Your task ▸
Scan the records below, and wherever a line has the word "height", pull it out.

Exercise inputs ▸
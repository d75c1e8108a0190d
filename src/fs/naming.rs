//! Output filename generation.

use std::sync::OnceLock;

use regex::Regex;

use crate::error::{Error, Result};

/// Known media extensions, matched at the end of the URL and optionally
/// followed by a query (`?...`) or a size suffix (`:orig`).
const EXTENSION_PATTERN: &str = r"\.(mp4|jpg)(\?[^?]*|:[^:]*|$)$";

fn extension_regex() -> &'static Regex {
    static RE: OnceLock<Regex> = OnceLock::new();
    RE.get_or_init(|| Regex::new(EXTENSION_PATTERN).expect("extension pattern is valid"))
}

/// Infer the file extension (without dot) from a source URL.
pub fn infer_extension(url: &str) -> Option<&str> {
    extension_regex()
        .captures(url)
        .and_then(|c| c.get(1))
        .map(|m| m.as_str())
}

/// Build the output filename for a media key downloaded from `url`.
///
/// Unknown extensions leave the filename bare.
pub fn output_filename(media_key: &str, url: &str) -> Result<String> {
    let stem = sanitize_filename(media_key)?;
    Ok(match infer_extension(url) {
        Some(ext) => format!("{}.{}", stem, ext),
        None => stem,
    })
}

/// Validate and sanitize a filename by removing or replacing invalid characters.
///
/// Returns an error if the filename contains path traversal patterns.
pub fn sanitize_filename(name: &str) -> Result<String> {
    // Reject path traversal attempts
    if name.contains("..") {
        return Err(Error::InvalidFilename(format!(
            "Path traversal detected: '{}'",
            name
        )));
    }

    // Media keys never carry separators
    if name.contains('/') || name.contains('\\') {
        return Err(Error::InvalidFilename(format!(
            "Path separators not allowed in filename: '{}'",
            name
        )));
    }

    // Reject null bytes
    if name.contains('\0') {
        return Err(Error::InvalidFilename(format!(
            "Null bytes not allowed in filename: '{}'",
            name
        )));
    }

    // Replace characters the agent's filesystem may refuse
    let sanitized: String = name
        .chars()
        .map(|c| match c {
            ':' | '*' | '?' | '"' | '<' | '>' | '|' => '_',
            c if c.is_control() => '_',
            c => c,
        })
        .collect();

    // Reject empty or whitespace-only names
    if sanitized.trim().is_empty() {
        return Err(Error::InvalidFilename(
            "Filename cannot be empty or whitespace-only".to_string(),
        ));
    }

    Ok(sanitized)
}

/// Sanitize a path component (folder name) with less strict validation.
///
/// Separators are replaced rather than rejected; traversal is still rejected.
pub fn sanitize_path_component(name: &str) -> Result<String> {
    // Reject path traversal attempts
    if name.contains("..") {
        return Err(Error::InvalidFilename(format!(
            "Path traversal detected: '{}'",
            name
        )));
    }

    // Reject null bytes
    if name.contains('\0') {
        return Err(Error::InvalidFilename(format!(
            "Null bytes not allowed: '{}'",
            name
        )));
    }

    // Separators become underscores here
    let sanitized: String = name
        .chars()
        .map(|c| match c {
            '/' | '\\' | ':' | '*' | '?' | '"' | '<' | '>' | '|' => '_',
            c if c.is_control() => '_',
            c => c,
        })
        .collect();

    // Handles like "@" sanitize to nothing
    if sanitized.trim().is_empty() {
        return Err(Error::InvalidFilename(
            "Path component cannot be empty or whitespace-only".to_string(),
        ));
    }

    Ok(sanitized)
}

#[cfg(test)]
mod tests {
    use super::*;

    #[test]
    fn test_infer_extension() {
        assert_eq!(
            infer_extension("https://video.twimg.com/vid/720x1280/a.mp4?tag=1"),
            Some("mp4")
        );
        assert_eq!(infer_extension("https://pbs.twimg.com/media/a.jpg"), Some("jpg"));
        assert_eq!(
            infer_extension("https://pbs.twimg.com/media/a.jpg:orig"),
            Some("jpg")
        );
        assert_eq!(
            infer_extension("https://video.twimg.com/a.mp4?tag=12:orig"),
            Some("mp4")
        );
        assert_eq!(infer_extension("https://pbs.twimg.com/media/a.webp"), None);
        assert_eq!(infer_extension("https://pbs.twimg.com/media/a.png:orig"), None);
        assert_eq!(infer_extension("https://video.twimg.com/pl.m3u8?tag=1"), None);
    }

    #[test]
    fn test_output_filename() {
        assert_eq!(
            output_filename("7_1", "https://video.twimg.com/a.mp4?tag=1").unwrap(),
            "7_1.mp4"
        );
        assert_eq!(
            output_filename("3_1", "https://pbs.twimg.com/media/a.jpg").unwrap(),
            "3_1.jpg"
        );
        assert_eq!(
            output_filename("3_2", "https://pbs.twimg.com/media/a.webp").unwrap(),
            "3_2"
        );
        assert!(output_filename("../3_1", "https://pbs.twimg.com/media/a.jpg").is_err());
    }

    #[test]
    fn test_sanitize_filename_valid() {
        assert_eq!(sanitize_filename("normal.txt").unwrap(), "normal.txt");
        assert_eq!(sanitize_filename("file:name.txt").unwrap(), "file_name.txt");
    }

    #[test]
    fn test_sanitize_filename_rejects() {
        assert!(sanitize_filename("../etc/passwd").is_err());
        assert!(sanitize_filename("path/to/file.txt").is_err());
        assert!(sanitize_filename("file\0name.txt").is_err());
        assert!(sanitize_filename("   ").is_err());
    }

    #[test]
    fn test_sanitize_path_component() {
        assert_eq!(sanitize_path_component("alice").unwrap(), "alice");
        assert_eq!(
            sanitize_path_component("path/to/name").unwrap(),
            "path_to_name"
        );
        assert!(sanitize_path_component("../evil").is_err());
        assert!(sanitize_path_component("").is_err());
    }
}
...
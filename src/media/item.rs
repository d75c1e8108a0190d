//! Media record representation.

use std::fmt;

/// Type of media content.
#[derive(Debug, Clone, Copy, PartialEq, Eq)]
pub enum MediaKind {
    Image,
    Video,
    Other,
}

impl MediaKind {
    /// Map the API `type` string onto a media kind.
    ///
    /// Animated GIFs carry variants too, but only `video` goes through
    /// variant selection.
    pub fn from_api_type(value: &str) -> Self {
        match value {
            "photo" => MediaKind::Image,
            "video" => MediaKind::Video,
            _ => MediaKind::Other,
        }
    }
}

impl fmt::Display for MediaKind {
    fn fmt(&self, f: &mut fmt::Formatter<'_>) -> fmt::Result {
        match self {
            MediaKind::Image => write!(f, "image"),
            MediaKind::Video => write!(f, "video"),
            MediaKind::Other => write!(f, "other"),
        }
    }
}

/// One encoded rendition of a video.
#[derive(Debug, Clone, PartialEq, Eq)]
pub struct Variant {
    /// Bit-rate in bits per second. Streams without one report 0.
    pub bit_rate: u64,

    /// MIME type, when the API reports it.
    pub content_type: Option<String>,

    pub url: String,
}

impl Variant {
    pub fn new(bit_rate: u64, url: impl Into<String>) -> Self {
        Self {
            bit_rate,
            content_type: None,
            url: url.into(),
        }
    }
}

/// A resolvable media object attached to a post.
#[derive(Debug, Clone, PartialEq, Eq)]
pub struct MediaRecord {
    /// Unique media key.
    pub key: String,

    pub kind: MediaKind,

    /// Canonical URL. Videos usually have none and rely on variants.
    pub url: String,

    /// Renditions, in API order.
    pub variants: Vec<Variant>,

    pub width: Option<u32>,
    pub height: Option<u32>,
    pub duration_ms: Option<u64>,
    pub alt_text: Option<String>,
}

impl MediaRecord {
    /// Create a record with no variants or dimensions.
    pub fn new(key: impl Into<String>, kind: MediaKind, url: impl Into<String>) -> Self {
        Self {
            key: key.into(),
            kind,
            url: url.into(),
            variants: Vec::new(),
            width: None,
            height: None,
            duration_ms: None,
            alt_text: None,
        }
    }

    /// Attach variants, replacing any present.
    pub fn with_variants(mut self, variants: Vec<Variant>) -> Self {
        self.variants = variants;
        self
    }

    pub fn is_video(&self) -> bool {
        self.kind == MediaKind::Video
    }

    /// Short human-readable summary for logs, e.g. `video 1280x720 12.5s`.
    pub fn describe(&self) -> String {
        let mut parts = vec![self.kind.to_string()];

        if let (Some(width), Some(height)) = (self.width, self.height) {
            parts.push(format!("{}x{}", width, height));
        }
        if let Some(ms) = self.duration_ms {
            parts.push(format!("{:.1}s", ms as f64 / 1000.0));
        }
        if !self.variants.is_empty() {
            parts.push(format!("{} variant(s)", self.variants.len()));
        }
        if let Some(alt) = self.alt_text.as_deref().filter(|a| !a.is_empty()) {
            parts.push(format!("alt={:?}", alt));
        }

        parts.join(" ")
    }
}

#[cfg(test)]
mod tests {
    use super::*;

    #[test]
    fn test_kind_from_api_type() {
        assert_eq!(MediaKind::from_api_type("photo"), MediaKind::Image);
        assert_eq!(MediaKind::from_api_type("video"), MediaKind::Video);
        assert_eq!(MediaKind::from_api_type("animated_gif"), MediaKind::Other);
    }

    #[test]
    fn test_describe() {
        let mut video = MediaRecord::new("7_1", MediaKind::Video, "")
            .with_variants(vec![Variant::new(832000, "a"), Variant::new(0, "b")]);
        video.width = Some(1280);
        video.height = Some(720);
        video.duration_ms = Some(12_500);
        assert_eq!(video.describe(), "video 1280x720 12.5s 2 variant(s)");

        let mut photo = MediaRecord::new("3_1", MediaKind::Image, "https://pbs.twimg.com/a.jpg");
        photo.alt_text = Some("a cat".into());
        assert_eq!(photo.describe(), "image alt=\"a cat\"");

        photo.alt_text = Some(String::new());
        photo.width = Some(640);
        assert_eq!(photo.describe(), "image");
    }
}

Answer below ▸
    pub height: Option<u32>,
            height: None,
        if let (Some(width), Some(height)) = (self.width, self.height) {
            parts.push(format!("{}x{}", width, height));
        video.height = Some(720);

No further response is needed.